The same week, I found out that my husband had his ex girlfriends nude pictures saved on his computer. I checked the date that was last accessed and I noticed it was accessed the day we got engaged. I was extremely upset. He looked at those pictures on the day that we got engaged and still decided to keep it! I cried and told him about it and he told me he doesn't remember doing that. He apologized, asked me for one more chance and deleted those pictures from his computer. By then I lost my trust in him and I still believe that he has copies of those pictures somewhere.
Thats not all I found out that day. My husband told me before wedding that he deleted all the porn from his computer. I had never asked him to do that but was happy to hear that. But I found out that he had downloaded more and was masturbating watching them exactly two weeks after our wedding. Is this normal? I spoke to him about this as well. He said he was so used to watching porn and was finding it difficult to stop watching them but he will definitely stop it. What bothered me was, why did he lie to me or hid this from me when we both were open about such topics and have had conversations about it in the past?! Now, I believe he has stopped watching porn but I have lost complete trust in him. 
I try not to think about it but these things keep on happening! We used to make love pretty often but after that, I keep on finding him doing something or the other! Now, he is always looking at move stars and talking how hot they look! He talks about them more than me. The other day, I wore a really nice dress to pep up our love life. He said I'm looking really hot but kept sitting in front of the computer. Later, I noticed that he was looking at Summer girls pictures on the internet! 
I don't know what to do. I've spoken to him a lot of times saying that I find it very difficult and I don't find him attractive when he is looking at all the other women in the world and tells me that he finds them hot. I don't feel like making love to him anymore. And I just dont' trust him too... Even after making so much love, I found out he was masturbating. And I just don't trust him with any women anymore. And its just been 4 months since we got married! 
What do I do? please help! I really love him and I dont want to lose him


----------



## Hachi

Could someone please help me??


----------



## EleGirl

How long did you date him before you married him?
HOw old are the two of you?

A lot of men use porn. for me it's not a huge issue as long as it does not interfere with our love life and the rest of our life.
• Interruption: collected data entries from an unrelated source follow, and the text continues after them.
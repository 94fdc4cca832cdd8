// SPDX-License-Identifier: Apache-2.0
// © James Ross Ω FLYING•ROBOTS <https://github.com/flyingrobots>
//! Carousel driver wiring a controller to a recording view and manual timers.

use storefront_carousel::{apply_effects, Carousel, Effect, Motion, SlideView};

use crate::timers::ManualTimers;

/// [`SlideView`] that remembers what it was told.
#[derive(Debug, Default, Clone, PartialEq)]
pub struct RecordingView {
    /// Slide currently marked active.
    pub active: Option<usize>,
    /// Every activation, in order.
    pub activations: Vec<usize>,
    /// Current track offset.
    pub offset_px: f64,
    /// Every translation, in order.
    pub moves: Vec<(f64, Motion)>,
}

impl SlideView for RecordingView {
    fn activate(&mut self, index: usize) {
        self.active = Some(index);
        self.activations.push(index);
    }

    fn translate(&mut self, offset_px: f64, motion: Motion) {
        self.offset_px = offset_px;
        self.moves.push((offset_px, motion));
    }
}

/// A controller plus its fake host.
#[derive(Debug)]
pub struct CarouselHarness<C> {
    /// Controller under test.
    pub carousel: C,
    /// What was rendered.
    pub view: RecordingView,
    /// Virtual clock.
    pub timers: ManualTimers,
}

impl<C: Carousel> CarouselHarness<C> {
    /// Wrap `carousel` and run its start transition.
    pub fn started(carousel: C) -> Self {
        let mut harness = Self {
            carousel,
            view: RecordingView::default(),
            timers: ManualTimers::new(),
        };
        let effects = harness.carousel.start();
        harness.apply(&effects);
        harness
    }

    /// Deliver an input event at the current virtual time.
    pub fn send(&mut self, event: C::Event) -> Vec<Effect> {
        let effects = self.carousel.handle(event);
        self.apply(&effects);
        effects
    }

    /// Fire every timer due up to `until_ms`, then park the clock there.
    /// Returns how many callbacks fired.
    pub fn run_until(&mut self, until_ms: u64) -> usize {
        let mut fired = 0;
        while let Some(due) = self.timers.pop_due(until_ms) {
            let effects = self.carousel.on_timer(due.timer);
            self.apply(&effects);
            fired += 1;
        }
        self.timers.set_now(until_ms);
        fired
    }

    /// Advance the clock by `delta_ms`.
    pub fn run_for(&mut self, delta_ms: u64) -> usize {
        let until = self.timers.now_ms() + delta_ms;
        self.run_until(until)
    }

    fn apply(&mut self, effects: &[Effect]) {
        apply_effects(effects, &mut self.view, &mut self.timers);
    }
}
Your husband seem to have quite a problem with lying. It seems that he lies when does not even need to.. like lying to you about deleting the photos of his ex. 

I can see why you are having a problem trusting him. Does he lie about all sorts of other things that have nothing to do with women and porn? Or is it all about his sex life?


----------



## Hachi

EleGirl said:


> How long did you date him before you married him?
> HOw old are the two of you?
> 
> A lot of men use porn. for me it's not a huge issue as long as it does not interfere with our love life and the rest of our life.
> 
> Your husband seem to have quite a problem with lying. It seems that he lies when does not even need to.. like lying to you about deleting the photos of his ex.
> 
> I can see why you are having a problem trusting him. Does he lie about all sorts of other things that have nothing to do with women and porn? Or is it all about his sex life?
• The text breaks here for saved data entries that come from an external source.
// SPDX-License-Identifier: Apache-2.0
// © James Ross Ω FLYING•ROBOTS <https://github.com/flyingrobots>
//! Toasts: queue through [`ToastService`], render through a [`NoticePort`].

use js_sys::{Function, Object, Reflect};
use storefront_app_core::notice_port::NoticePort;
use storefront_app_core::toast::{ToastConfig, ToastId, ToastKind, ToastRender, ToastService};
use storefront_pages::Notice;
use wasm_bindgen::prelude::*;
use wasm_bindgen::JsCast;
use web_sys::Window;

use crate::console;

const SUCCESS_BACKGROUND: &str = "linear-gradient(to right, #00b09b, #96c93d)";
const ERROR_BACKGROUND: &str = "linear-gradient(to right, #ff416c, #ff4b2b)";

/// Toast queue in front of a renderer. A toast deduplicated into one already
/// on screen is not rendered twice.
pub struct Notices<P> {
    toasts: ToastService,
    port: P,
    shown_up_to: ToastId,
}

impl<P: NoticePort> Notices<P> {
    /// Empty queue rendering through `port`.
    pub fn new(config: ToastConfig, port: P) -> Self {
        Self {
            toasts: ToastService::new(config),
            port,
            shown_up_to: 0,
        }
    }

    /// Renderer.
    pub fn port(&self) -> &P {
        &self.port
    }

    /// Queue `notice` at `now_ms`; returns whether it was rendered.
    pub fn post_at(&mut self, notice: &Notice, now_ms: u64) -> bool {
        self.toasts.retain_visible(now_ms);
        let id = self.toasts.push(
            notice.kind,
            notice.text.clone(),
            notice.destination.clone(),
            now_ms,
        );
        if id <= self.shown_up_to {
            return false;
        }
        self.shown_up_to = id;
        let Some(render) = self.toasts.visible(now_ms).into_iter().find(|t| t.id == id) else {
            return false;
        };
        self.port.show(&render);
        true
    }

    /// Queue `notice` now.
    pub fn post(&mut self, notice: &Notice) -> bool {
        self.post_at(notice, now_ms())
    }
}

#[allow(clippy::cast_possible_truncation, clippy::cast_sign_loss)]
fn now_ms() -> u64 {
    js_sys::Date::now().max(0.0) as u64
}

/// Renders with the page's `Toastify` library, or the console when the page
/// does not ship it.
pub(crate) struct ToastifyPort {
    window: Window,
    duration_ms: u64,
}

impl ToastifyPort {
    pub(crate) fn new(window: Window, config: &ToastConfig) -> Self {
        Self {
            window,
            duration_ms: config.ttl_ms,
        }
    }

    fn try_show(&self, toast: &ToastRender) -> Result<(), JsValue> {
        let toastify: Function = Reflect::get(&self.window, &"Toastify".into())?.dyn_into()?;

        let style = Object::new();
        let background = match toast.kind {
            ToastKind::Error => ERROR_BACKGROUND,
            ToastKind::Success | ToastKind::Info => SUCCESS_BACKGROUND,
        };
        Reflect::set(&style, &"background".into(), &background.into())?;

        let options = Object::new();
        Reflect::set(&options, &"text".into(), &toast.text.as_str().into())?;
        Reflect::set(&options, &"duration".into(), &(self.duration_ms as f64).into())?;
        Reflect::set(&options, &"close".into(), &true.into())?;
        Reflect::set(&options, &"gravity".into(), &"top".into())?;
        Reflect::set(&options, &"position".into(), &"center".into())?;
        Reflect::set(&options, &"stopOnFocus".into(), &true.into())?;
        Reflect::set(&options, &"style".into(), &style)?;
        if let Some(destination) = &toast.destination {
            Reflect::set(&options, &"destination".into(), &destination.as_str().into())?;
        }

        let instance = toastify.call1(&JsValue::NULL, &options)?;
        let show: Function = Reflect::get(&instance, &"showToast".into())?.dyn_into()?;
        show.call0(&instance)?;
        Ok(())
    }
}

impl NoticePort for ToastifyPort {
    fn show(&self, toast: &ToastRender) {
        if let Err(err) = self.try_show(toast) {
            console::debug(&format!("Toastify unavailable: {}", console::describe(&err)));
            match toast.kind {
                ToastKind::Error => console::warn(&toast.text),
                ToastKind::Success | ToastKind::Info => console::info(&toast.text),
            }
        }
    }
}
Thanks for the response! I dated him for a year. But we've known each other for 5 years. He wanted to get married asap. I wanted more time but he said we've known each other for so long so its going to be fine. I trusted him.. 
I'm 27 and he is 29. 
I was okay with him watching porn. But then he told me he stopped it and i found out that he hadn't. thats what hurt me. 
I believe he doesn't lie to me about anything other than his sex life. 
Can you tell me how I can forgive him? I feel so sad when I remember that he was two timing.. and he;d been lying to me throughout. 
ALso, can you tell me how to stop feeling bad when he is looking at other woman's pictures on the internet and say seh looks hot continuously? I think i'm feeling jealous because of our past.. I'm scared I might lose him.. At the same time he should be the one feeling insecure for everything that he did to me


----------



## bamaseller

Have more fun with sex with him.. Be lighthearted acting about the porn and watch it with him sometime. Crazy i know.. But watch it, asking questions like "would you like that?" Etc.... Playfully I mean. Don't totally condone it, but just make it more of a fun thing between both of yall where yall both can learn things to do and try.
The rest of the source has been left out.